Education and the web

TechCrunch has an interesting report about how Bill Gates has been speaking at a conference in Lake Tahoe called Techonomy about the future of education. His central thesis was that, in the not-too-distant future, you'll be able to get a better further education using the web than you could simply at a single University institution.

This is an idea I've had in my head for a while - I remember initiating a discussion on it at the Bettr unconference last year.

One of the key 'problems', to which I don't have a ready answer, is how accreditation for online self-learning (or group-learning) would work. The closest I've come to is wondering whether you could have open exams, where anyone could take them, regardless of whether or not they've been doing a formal course. But what do exams really measure?
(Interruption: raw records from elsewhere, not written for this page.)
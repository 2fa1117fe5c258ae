//! 公开页面：安装页、iOS OTA 清单与安装包下载。

use axum::body::Body as AxumBody;
use axum::extract::{Extension, Path};
use axum::http::{HeaderMap, HeaderValue, header};
use axum::response::{Html, IntoResponse, Response};
use plist::{Dictionary, Value};
use qrcode::QrCode;
use qrcode::render::svg;
use std::sync::Arc;
use tokio_util::io::ReaderStream;
use tracing::warn;

use crate::build_info::{BuildInfo, Platform};
use crate::config::AppConfig;
use crate::error::ApiError;
use crate::upload_store::UploadStore;

const MANIFEST_FILE_NAME: &str = "app.plist";

/// 平台对应的安装地址。
pub fn install_url(config: &AppConfig, upload_id: &str, platform: Platform) -> String {
    match platform {
        Platform::Ios => format!(
            "itms-services://?action=download-manifest&url={}",
            config.absolute_url(&format!("/get/{upload_id}/{MANIFEST_FILE_NAME}"))
        ),
        Platform::Android => config.absolute_url(&format!(
            "/get/{upload_id}/{}",
            Platform::Android.app_file_name()
        )),
    }
}

/// 渲染安装页。
pub async fn installation_page(
    Path(upload_id): Path<String>,
    Extension(store): Extension<Arc<UploadStore>>,
    Extension(config): Extension<Arc<AppConfig>>,
) -> Result<Html<String>, ApiError> {
    let platform = store.assert_platform(&upload_id, None).await?;
    let build_info = store.load_metadata(&upload_id).await?;
    let install_url = install_url(&config, &upload_id, platform);
    Ok(Html(render_installation_page(
        &config,
        &build_info,
        &install_url,
    )))
}

/// `/get/{upload_id}/{file_name}`：清单或二进制文件。
pub async fn upload_file(
    Path((upload_id, file_name)): Path<(String, String)>,
    Extension(store): Extension<Arc<UploadStore>>,
    Extension(config): Extension<Arc<AppConfig>>,
) -> Result<Response, ApiError> {
    if file_name == MANIFEST_FILE_NAME {
        return ios_manifest(&store, &config, &upload_id).await;
    }
    let platform = Platform::ALL
        .into_iter()
        .find(|platform| platform.app_file_name() == file_name)
        .ok_or(ApiError::NotFound)?;
    download_app_file(&store, &upload_id, platform).await
}

async fn ios_manifest(
    store: &UploadStore,
    config: &AppConfig,
    upload_id: &str,
) -> Result<Response, ApiError> {
    store.assert_platform(upload_id, Some(Platform::Ios)).await?;
    let build_info = store.load_metadata(upload_id).await?;
    let ipa_url = config.absolute_url(&format!(
        "/get/{upload_id}/{}",
        Platform::Ios.app_file_name()
    ));
    let body = build_manifest(&ipa_url, &build_info)
        .map_err(|err| ApiError::Internal(format!("failed to render manifest: {err}")))?;

    let mut headers = HeaderMap::new();
    headers.insert(
        header::CONTENT_TYPE,
        HeaderValue::from_static("application/xml"),
    );
    Ok((headers, body).into_response())
}

fn build_manifest(ipa_url: &str, build_info: &BuildInfo) -> Result<Vec<u8>, plist::Error> {
    let mut asset = Dictionary::new();
    asset.insert("kind".into(), Value::String("software-package".into()));
    asset.insert("url".into(), Value::String(ipa_url.to_string()));

    let mut metadata = Dictionary::new();
    metadata.insert(
        "bundle-identifier".into(),
        Value::String(build_info.bundle_id.clone()),
    );
    metadata.insert(
        "bundle-version".into(),
        Value::String(build_info.bundle_version.clone()),
    );
    metadata.insert("kind".into(), Value::String("software".into()));
    metadata.insert("title".into(), Value::String(build_info.app_title.clone()));

    let mut item = Dictionary::new();
    item.insert(
        "assets".into(),
        Value::Array(vec![Value::Dictionary(asset)]),
    );
    item.insert("metadata".into(), Value::Dictionary(metadata));

    let mut root = Dictionary::new();
    root.insert("items".into(), Value::Array(vec![Value::Dictionary(item)]));

    let mut buffer = Vec::new();
    Value::Dictionary(root).to_writer_xml(&mut buffer)?;
    Ok(buffer)
}

async fn download_app_file(
    store: &UploadStore,
    upload_id: &str,
    platform: Platform,
) -> Result<Response, ApiError> {
    store.assert_platform(upload_id, Some(platform)).await?;
    let build_info = store.load_metadata(upload_id).await?;
    let (file, size, modified) = store.open_app_file(&build_info).await?;

    let mut headers = HeaderMap::new();
    headers.insert(
        header::CONTENT_TYPE,
        HeaderValue::from_static("application/octet-stream"),
    );
    headers.insert(header::CONTENT_LENGTH, HeaderValue::from(size));
    let disposition = format!(
        "attachment; filename=\"{}\"",
        download_file_name(&build_info)
    );
    headers.insert(
        header::CONTENT_DISPOSITION,
        HeaderValue::from_str(&disposition)
            .map_err(|err| ApiError::Internal(err.to_string()))?,
    );
    if let Some(modified) = modified
        && let Ok(value) = HeaderValue::from_str(&httpdate::fmt_http_date(modified))
    {
        headers.insert(header::LAST_MODIFIED, value);
    }

    let body = AxumBody::from_stream(ReaderStream::new(file));
    Ok((headers, body).into_response())
}

/// 下载文件名：`{标题} {版本} {创建时间}.{扩展名}`，仅保留可放入响应头的 ASCII 字符。
fn download_file_name(build_info: &BuildInfo) -> String {
    let mut name = format!("{} {}", build_info.app_title, build_info.bundle_version);
    if let Some(created_at) = build_info.created_at {
        name.push(' ');
        name.push_str(&created_at.format("%Y-%m-%d_%H-%M-%S").to_string());
    }
    let sanitized: String = name
        .chars()
        .map(|c| {
            if c == ' ' || (c.is_ascii_graphic() && !matches!(c, '"' | '\\')) {
                c
            } else {
                '_'
            }
        })
        .collect();
    format!("{sanitized}.{}", build_info.platform.extension())
}

fn render_installation_page(config: &AppConfig, build_info: &BuildInfo, install_url: &str) -> String {
    let page_title = format!(
        "{} @{} - {}",
        build_info.app_title, build_info.bundle_version, config.app_title
    );
    let logo = config
        .logo_url
        .as_deref()
        .map(|url| {
            format!(
                r#"<img class="logo" src="{}" alt="logo">"#,
                escape_html(url)
            )
        })
        .unwrap_or_default();
    let created_at = build_info
        .created_at
        .map(|created_at| created_at.format("%Y-%m-%d %H:%M:%S UTC").to_string())
        .unwrap_or_else(|| "unknown".to_string());
    let qr_code = qr_code_svg(install_url)
        .map(|svg| format!(r#"<div class="qr">{svg}</div>"#))
        .unwrap_or_default();

    format!(
        r#"<!DOCTYPE html>
<html lang="en">
<head>
<meta charset="utf-8">
<meta name="viewport" content="width=device-width, initial-scale=1">
<title>{page_title}</title>
<style>
body {{ font-family: -apple-system, "Segoe UI", sans-serif; max-width: 32rem; margin: 2rem auto; padding: 0 1rem; text-align: center; }}
.logo {{ max-height: 4rem; }}
dl {{ display: grid; grid-template-columns: auto 1fr; gap: .25rem 1rem; text-align: left; }}
.qr svg {{ width: 12rem; height: 12rem; margin-top: 1rem; }}
.install {{ display: inline-block; margin-top: 1.5rem; padding: .75rem 2rem; border-radius: .5rem; background: #0a84ff; color: #fff; text-decoration: none; }}
</style>
</head>
<body>
{logo}
<h1>{app_title}</h1>
<dl>
<dt>Bundle ID</dt><dd>{bundle_id}</dd>
<dt>Version</dt><dd>{bundle_version}</dd>
<dt>Platform</dt><dd>{platform}</dd>
<dt>Size</dt><dd>{file_size}</dd>
<dt>Uploaded</dt><dd>{created_at}</dd>
</dl>
<a class="install" href="{install_url}">Install</a>
{qr_code}
</body>
</html>
"#,
        page_title = escape_html(&page_title),
        logo = logo,
        // Android 的 label 为资源引用时这里是包名，resources.arsc 不做解析
        app_title = escape_html(&build_info.app_title),
        bundle_id = escape_html(&build_info.bundle_id),
        bundle_version = escape_html(&build_info.bundle_version),
        platform = build_info.platform.display_name(),
        file_size = build_info.human_file_size(),
        created_at = created_at,
        install_url = escape_html(install_url),
        qr_code = qr_code,
    )
}

/// 安装地址的 SVG 二维码，去掉 XML 声明以便内联到 HTML。
fn qr_code_svg(install_url: &str) -> Option<String> {
    let code = match QrCode::new(install_url.as_bytes()) {
        Ok(code) => code,
        Err(err) => {
            warn!(error = %err, "failed to render qr code");
            return None;
        }
    };
    let image = code
        .render::<svg::Color<'_>>()
        .module_dimensions(5, 5)
        .dark_color(svg::Color("#000000"))
        .light_color(svg::Color("#ffffff"))
        .build();
    image.find("<svg").map(|start| image[start..].to_string())
}

fn escape_html(raw: &str) -> String {
    let mut escaped = String::with_capacity(raw.len());
    for c in raw.chars() {
        match c {
            '&' => escaped.push_str("&amp;"),
            '<' => escaped.push_str("&lt;"),
            '>' => escaped.push_str("&gt;"),
            '"' => escaped.push_str("&quot;"),
            '\'' => escaped.push_str("&#39;"),
            _ => escaped.push(c),
        }
    }
    escaped
}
I'm not sure Bill Gates had the answer either, but here's what he was reported to have said (via TechCrunch):

[Bill Gates] believes that no matter how you came about your knowledge, you should get credit for it. Whether it’s an MIT degree or if you got everything you know from lectures on the web, there needs to be a way to highlight that.

He also outlined a problem with text books (again via TechCrunch):

One particular problem with the education system according to Gates is text books. Even in grade schools, they can be 300 pages for a book about math. “They’re giant, intimidating books,” he said. “I look at them and think: what on Earth is in there?
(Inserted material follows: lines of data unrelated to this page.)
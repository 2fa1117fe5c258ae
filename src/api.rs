//! 需要认证的 API：上传、删除与按 bundle id 查询最新上传。

use axum::body::Bytes;
use axum::extract::{Extension, Multipart, Path};
use axum::response::Json as JsonResponse;
use chrono::Utc;
use std::sync::Arc;
use tracing::{debug, info, warn};
use uuid::Uuid;

use crate::build_info::{BuildInfo, Platform};
use crate::config::AppConfig;
use crate::error::ApiError;
use crate::inspect::MetadataExtractor;
use crate::upload_store::UploadStore;

const APP_FILE_FIELD: &str = "app_file";
const MAX_BUNDLE_ID_LEN: usize = 256;

/// 上传安装包，返回安装页的绝对地址（纯文本）。
pub async fn upload_plaintext(
    Extension(store): Extension<Arc<UploadStore>>,
    Extension(extractor): Extension<Arc<dyn MetadataExtractor>>,
    Extension(config): Extension<Arc<AppConfig>>,
    multipart: Multipart,
) -> Result<String, ApiError> {
    let build_info = receive_upload(&store, extractor, multipart).await?;
    Ok(config.absolute_url(&format!("/get/{}", build_info.upload_id)))
}

/// 上传安装包，返回 JSON 格式的元数据。
pub async fn upload_json(
    Extension(store): Extension<Arc<UploadStore>>,
    Extension(extractor): Extension<Arc<dyn MetadataExtractor>>,
    multipart: Multipart,
) -> Result<JsonResponse<BuildInfo>, ApiError> {
    let build_info = receive_upload(&store, extractor, multipart).await?;
    Ok(JsonResponse(build_info))
}

async fn receive_upload(
    store: &UploadStore,
    extractor: Arc<dyn MetadataExtractor>,
    mut multipart: Multipart,
) -> Result<BuildInfo, ApiError> {
    let (platform, content) = read_app_file(&mut multipart).await?;
    let upload_id = Uuid::new_v4().to_string();
    debug!(%upload_id, bytes = content.len(), "obtaining build info");

    let (metadata, content) = tokio::task::spawn_blocking(move || {
        let metadata = extractor.extract(platform, &content);
        (metadata, content)
    })
    .await
    .map_err(|err| ApiError::Internal(err.to_string()))?;
    let metadata = metadata?;

    let build_info = BuildInfo {
        app_title: metadata.app_title,
        bundle_id: metadata.bundle_id,
        bundle_version: metadata.bundle_version,
        upload_id,
        file_size: Some(metadata.file_size),
        created_at: Some(Utc::now()),
        platform,
    };

    store.save(&build_info, &content).await?;
    info!(
        bundle_id = %build_info.bundle_id,
        upload_id = %build_info.upload_id,
        platform = platform.display_name(),
        "upload complete"
    );
    Ok(build_info)
}

async fn read_app_file(multipart: &mut Multipart) -> Result<(Platform, Bytes), ApiError> {
    while let Some(field) = multipart.next_field().await.map_err(|err| {
        warn!(error = %err, "invalid multipart body");
        ApiError::InvalidFileType
    })? {
        if field.name() != Some(APP_FILE_FIELD) {
            continue;
        }
        let platform = field
            .file_name()
            .and_then(Platform::from_file_name)
            .ok_or(ApiError::InvalidFileType)?;
        let content = field.bytes().await.map_err(|err| {
            warn!(error = %err, "failed to read uploaded file");
            ApiError::InvalidFileType
        })?;
        return Ok((platform, content));
    }

    Err(ApiError::InvalidFileType)
}

/// 删除上传；bundle 索引中的指向不会被清理。
pub async fn delete_upload(
    Path(upload_id): Path<String>,
    Extension(store): Extension<Arc<UploadStore>>,
) -> Result<&'static str, ApiError> {
    store.assert_platform(&upload_id, None).await?;
    store.delete(&upload_id).await?;
    info!(%upload_id, "upload deleted");
    Ok("Upload deleted successfully")
}

/// 查询某个 bundle id 最近一次保存的上传。
pub async fn latest_upload_by_bundle_id(
    Path(bundle_id): Path<String>,
    Extension(store): Extension<Arc<UploadStore>>,
) -> Result<JsonResponse<BuildInfo>, ApiError> {
    if !is_valid_bundle_id(&bundle_id) {
        return Err(ApiError::NotFound);
    }
    let upload_id = store
        .lookup_latest(&bundle_id)
        .await?
        .ok_or(ApiError::NotFound)?;

    store.assert_platform(&upload_id, None).await?;
    Ok(JsonResponse(store.load_metadata(&upload_id).await?))
}

fn is_valid_bundle_id(bundle_id: &str) -> bool {
    !bundle_id.is_empty()
        && bundle_id.len() <= MAX_BUNDLE_ID_LEN
        && bundle_id
            .chars()
            .all(|c| c.is_ascii_alphanumeric() || matches!(c, '.' | '-'))
}

#[cfg(test)]
mod tests {
    use super::*;

    #[test]
    fn bundle_id_pattern() {
        assert!(is_valid_bundle_id("com.example.app"));
        assert!(is_valid_bundle_id("com.example-app.2"));
        assert!(!is_valid_bundle_id(""));
        assert!(!is_valid_bundle_id("com/example"));
        assert!(!is_valid_bundle_id("com_example"));
        assert!(!is_valid_bundle_id(&"a".repeat(257)));
    }
}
According to Gates, our text books are three times longer than the equivalents in Asia. And yet they’re beating us in many ways with education. The problem is that these things are built by committee, and more things are simply added on top of what’s already in there.
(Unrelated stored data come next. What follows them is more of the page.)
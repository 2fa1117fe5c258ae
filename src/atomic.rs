//! 临时写入与原子替换的辅助方法。

use std::io;
use std::path::{Path, PathBuf};
use tokio::fs::{self, File};
use uuid::Uuid;

use crate::storage::StorageError;

/// 可用于原子替换的临时文件封装。
pub struct AtomicFile {
    target: PathBuf,
    temp_path: PathBuf,
    file: File,
}

impl AtomicFile {
    /// 在目标路径同目录创建临时文件。
    pub async fn new(target: &Path) -> Result<Self, StorageError> {
        let parent = target.parent().ok_or(StorageError::InvalidPath)?;
        let base = target
            .file_name()
            .map(|name| name.to_string_lossy())
            .unwrap_or_else(|| "file".into());
        let temp_name = format!(".{base}.tmp.{}", Uuid::new_v4());
        let temp_path = parent.join(temp_name);
        let file = File::create(&temp_path).await?;
        Ok(Self {
            target: target.to_path_buf(),
            temp_path,
            file,
        })
    }

    /// 返回临时文件的可写句柄。
    pub fn file_mut(&mut self) -> &mut File {
        &mut self.file
    }

    /// 放弃并清理临时文件。
    pub async fn cleanup(self) {
        drop(self.file);
        let _ = fs::remove_file(&self.temp_path).await;
    }

    /// 同步并原子替换目标文件。
    pub async fn finalize(self) -> Result<(), StorageError> {
        if let Err(err) = self.file.sync_all().await {
            let _ = fs::remove_file(&self.temp_path).await;
            return Err(StorageError::Io(err));
        }
        drop(self.file);

        if let Err(err) = fs::rename(&self.temp_path, &self.target).await {
            #[cfg(windows)]
            {
                if fs::remove_file(&self.target).await.is_ok() {
                    fs::rename(&self.temp_path, &self.target).await?;
                } else {
                    let _ = fs::remove_file(&self.temp_path).await;
                    return Err(StorageError::Io(err));
                }
            }
            #[cfg(not(windows))]
            {
                let _ = fs::remove_file(&self.temp_path).await;
                return Err(StorageError::Io(err));
            }
        }

        if let Some(parent) = self.target.parent() {
            let _ = sync_dir(parent).await;
        }

        Ok(())
    }
}

async fn sync_dir(path: &Path) -> io::Result<()> {
    let path = path.to_path_buf();
    tokio::task::spawn_blocking(move || {
        let dir = std::fs::File::open(path)?;
        dir.sync_all()
    })
    .await
    .map_err(|err| io::Error::other(err.to_string()))?
}
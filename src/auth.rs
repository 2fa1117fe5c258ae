//! 上传与管理接口的共享密钥校验。

use axum::body::Body as AxumBody;
use axum::extract::Extension;
use axum::http::Request;
use axum::middleware;
use axum::response::Response;
use std::sync::Arc;
use tracing::warn;

use crate::config::AUTH_TOKEN_HEADER;
use crate::error::ApiError;

#[derive(Debug)]
pub struct AuthConfig {
    pub token: String,
}

/// 认证中间件：校验 `X-Auth-Token` 请求头。
pub async fn require_auth_token(
    Extension(auth): Extension<Arc<AuthConfig>>,
    req: Request<AxumBody>,
    next: middleware::Next,
) -> Result<Response, ApiError> {
    let provided = req
        .headers()
        .get(AUTH_TOKEN_HEADER)
        .and_then(|value| value.to_str().ok())
        .unwrap_or_default();

    if !constant_time_eq(provided, &auth.token) {
        warn!(path = req.uri().path(), "rejected request with invalid auth token");
        return Err(ApiError::Unauthorized);
    }

    Ok(next.run(req).await)
}

/// Compares two tokens without short-circuiting on the first differing byte.
pub(crate) fn constant_time_eq(a: &str, b: &str) -> bool {
    if a.len() != b.len() {
        return false;
    }
    a.bytes()
        .zip(b.bytes())
        .fold(0u8, |acc, (x, y)| acc | (x ^ y))
        == 0
}

#[cfg(test)]
mod tests {
    use super::*;

    #[test]
    fn constant_time_eq_matches_equal_tokens() {
        assert!(constant_time_eq("secret", "secret"));
        assert!(constant_time_eq("", ""));
    }

    #[test]
    fn constant_time_eq_rejects_different_tokens() {
        assert!(!constant_time_eq("secret", "secreT"));
        assert!(!constant_time_eq("secret", "secret2"));
        assert!(!constant_time_eq("", "secret"));
    }
}
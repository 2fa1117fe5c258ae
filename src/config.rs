//! CLI arguments and server configuration defaults.

use clap::Parser;
use shadow_rs::formatcp;
use std::io;
use std::path::PathBuf;

use crate::build;

const VERSION_INFO: &str = formatcp!(
    r#"{}\ncommit_hash: {}\nbuild_time: {}\nbuild_env: {},{}"#,
    build::PKG_VERSION,
    build::SHORT_COMMIT,
    build::BUILD_TIME,
    build::RUST_VERSION,
    build::RUST_CHANNEL
);

pub const DEFAULT_STORAGE_URL: &str = "osfs://./uploads";
pub const DEFAULT_AUTH_TOKEN: &str = "secret";
pub const DEFAULT_APP_BASE_URL: &str = "http://localhost:8000";
pub const DEFAULT_APP_TITLE: &str = "iOS/Android app distribution server";
pub const DEFAULT_LOGO_URL: &str = "/static/logo.svg";
pub const DEFAULT_UPLOAD_MAX_SIZE: u64 = 2 * 1024 * 1024 * 1024;
pub const AUTH_TOKEN_HEADER: &str = "x-auth-token";

/// CLI arguments and environment configuration for the server.
#[derive(Parser, Debug)]
#[command(
    name = "app-distribution-server",
    version = VERSION_INFO,
    about = "Self-hosted iOS/Android app distribution server"
)]
pub struct Args {
    #[arg(
        short = 's',
        long,
        env = "STORAGE_URL",
        default_value = DEFAULT_STORAGE_URL,
        help = "Storage location (osfs://, file:// or a plain directory path)"
    )]
    pub storage_url: String,
    #[arg(
        long,
        env = "UPLOADS_SECRET_AUTH_TOKEN",
        hide_env_values = true,
        help = "Shared secret expected in the X-Auth-Token header"
    )]
    pub auth_token: Option<String>,
    #[arg(
        long,
        env = "APP_BASE_URL",
        default_value = DEFAULT_APP_BASE_URL,
        help = "Public base URL used for install links and manifests"
    )]
    pub base_url: String,
    #[arg(
        long,
        env = "APP_TITLE",
        default_value = DEFAULT_APP_TITLE,
        help = "Title shown on installation pages"
    )]
    pub app_title: String,
    #[arg(
        long,
        env = "LOGO_URL",
        default_value = DEFAULT_LOGO_URL,
        help = "Logo URL for installation pages (empty, 0 or false to disable)"
    )]
    pub logo_url: String,
    #[arg(
        short = 'b',
        long,
        env = "APP_BIND",
        default_value = "0.0.0.0",
        help = "Bind address for HTTP/HTTPS"
    )]
    pub host: String,
    #[arg(
        short = 'p',
        long,
        env = "APP_HTTP_PORT",
        default_value_t = 8000,
        help = "HTTP port"
    )]
    pub http_port: u16,
    #[arg(
        short = 'P',
        long,
        env = "APP_HTTPS_PORT",
        help = "HTTPS port (HTTPS is disabled when unset)"
    )]
    pub https_port: Option<u16>,
    #[arg(short = 'c', long, env = "APP_TLS_CERT", help = "TLS cert path")]
    pub tls_cert: Option<String>,
    #[arg(short = 'k', long, env = "APP_TLS_KEY", help = "TLS key path")]
    pub tls_key: Option<String>,
    #[arg(long, env = "APP_CORS_ORIGINS", help = "Comma separated CORS origins")]
    pub cors_origins: Option<String>,
    #[arg(
        long,
        env = "APP_UPLOAD_MAX_SIZE",
        default_value_t = DEFAULT_UPLOAD_MAX_SIZE,
        help = "Max upload body size in bytes"
    )]
    pub upload_max_size: u64,
    #[arg(
        long,
        help = "Migrate every legacy upload to the current metadata schema and exit"
    )]
    pub migrate_legacy: bool,
    #[arg(
        long,
        help = "Drop latest-upload index entries that point at deleted uploads and exit"
    )]
    pub reconcile_index: bool,
}

/// Settings shared with request handlers.
#[derive(Clone, Debug)]
pub struct AppConfig {
    pub base_url: String,
    pub app_title: String,
    pub logo_url: Option<String>,
}

impl AppConfig {
    pub fn from_args(args: &Args) -> Self {
        Self {
            base_url: args.base_url.trim_end_matches('/').to_string(),
            app_title: args.app_title.clone(),
            logo_url: parse_logo_url(&args.logo_url),
        }
    }

    pub fn absolute_url(&self, path: &str) -> String {
        if path.starts_with('/') {
            format!("{}{path}", self.base_url)
        } else {
            format!("{}/{path}", self.base_url)
        }
    }
}

fn parse_logo_url(raw: &str) -> Option<String> {
    let trimmed = raw.trim();
    if trimmed.is_empty() || trimmed == "0" || trimmed.eq_ignore_ascii_case("false") {
        return None;
    }
    Some(trimmed.to_string())
}

/// 将存储 URL 解析为本地根目录。
pub fn storage_root(storage_url: &str) -> io::Result<PathBuf> {
    if let Some((scheme, rest)) = storage_url.split_once("://") {
        return match scheme {
            "osfs" | "file" if !rest.is_empty() => Ok(PathBuf::from(rest)),
            _ => Err(io::Error::new(
                io::ErrorKind::InvalidInput,
                format!("unsupported storage url `{storage_url}`"),
            )),
        };
    }
    if storage_url.is_empty() {
        return Err(io::Error::new(
            io::ErrorKind::InvalidInput,
            "storage url is empty",
        ));
    }
    Ok(PathBuf::from(storage_url))
}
WikiBooks is perhaps one attempt at improving this situation, but I'm not sure they're really there yet...

Techonomy have said that they'll be putting video and other documentation of the conference online in the coming weeks, so I look forward to seeing those. In the meantime, there's a short video from the Q&A session.

I think this is an area that more and more people will become interested in - there's a huge potential waiting to be unleashed.